Naveed Sattar, Professor of Cardiometabolic Medicine at the University of Glasgow, welcomed the decision: "Expanding the range of effective treatments is important in helping people sustainably reduce caloric intakes within an increasingly obesogenic environment."

Market and competitive context

The oral approval is strategically significant for Novo Nordisk, which faces intensifying competition in the injectable GLP-1 segment from Eli Lilly's tirzepatide (Mounjaro/Zepbound). An oral option removes a widely cited barrier to uptake: needle aversion. Novo Nordisk has indicated it plans broader rollout of Wegovy pill in select markets in the second half of 2026.

The oral GLP-1 space is attracting considerable pipeline interest beyond semaglutide. Several companies are developing oral small-molecule GLP-1 agonists and next-generation peptide formulations designed to improve bioavailability, which has historically been a challenge for oral peptide delivery. Semaglutide's oral form requires a specific absorption enhancer and strict fasting conditions, which the OASIS 4 protocol reflected through its lifestyle intervention component.

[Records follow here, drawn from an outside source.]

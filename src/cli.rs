//! Command line interface for the relaycore router binary.
//!
//! Kept free of crate imports so `build.rs` can render a man page from it.

use std::net::SocketAddr;

use clap::Parser;

/// Command line arguments for the `relaycore` binary.
#[derive(Debug, Parser)]
#[command(name = "relaycore", version, about = "Length-prefixed echo router")]
pub struct Cli {
    /// Address to accept connections on.
    #[arg(short, long, default_value = "127.0.0.1:7878")]
    pub listen: SocketAddr,

    /// Largest chunk body accepted or produced, in bytes.
    #[arg(long, default_value_t = 16 * 1024 * 1024)]
    pub max_chunk_len: usize,

    /// Size of the fragments replies are written in, in bytes.
    #[arg(long, default_value_t = 8 * 1024)]
    pub fragment_size: usize,

    /// Maximum requests handed to the visitor per drain turn.
    #[arg(long, default_value_t = 32)]
    pub bulk_size: usize,

    /// Lanes batch items are spread across per connection.
    #[arg(long, default_value_t = 4)]
    pub batch_lanes: usize,

    /// Replies owed to a peer before the router stops reading from it.
    #[arg(long, default_value_t = 1024)]
    pub max_pending_replies: usize,

    /// Serve Prometheus metrics on this address.
    #[arg(long)]
    pub metrics_addr: Option<SocketAddr>,
}

#[cfg(test)]
mod tests {
    use clap::Parser;

    use super::Cli;

    #[test]
    fn defaults_apply() {
        let cli = Cli::parse_from(["relaycore"]);
        assert_eq!(cli.listen.port(), 7878);
        assert_eq!(cli.fragment_size, 8192);
        assert_eq!(cli.max_pending_replies, 1024);
        assert!(cli.metrics_addr.is_none());
    }

    #[test]
    fn parses_listen_and_limits() {
        let cli = Cli::parse_from([
            "relaycore",
            "--listen",
            "0.0.0.0:9000",
            "--max-chunk-len",
            "4096",
            "--fragment-size",
            "512",
            "--max-pending-replies",
            "16",
        ]);
        assert_eq!(cli.listen.port(), 9000);
        assert_eq!(cli.max_chunk_len, 4096);
        assert_eq!(cli.fragment_size, 512);
        assert_eq!(cli.max_pending_replies, 16);
    }
}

The UK obesity burden provides a sizeable addressable population: Novo Nordisk cites approximately 15 million people living with obesity in the UK, with projections suggesting 71% of adults will be living with obesity or overweight by 2040. NHS access at scale, however, will depend on NICE appraisal and commissioning decisions that have not yet been announced for the oral formulation. Investors will watch for any signals on NHS pathway timing as the key commercial inflection point in this market.

Emil Kongshøj Larsen, executive vice president of international operations at Novo Nordisk, described the approval as a landmark, noting that only a small proportion of the eligible UK population currently has access to treatment and expressing hope that the new option will broaden uptake.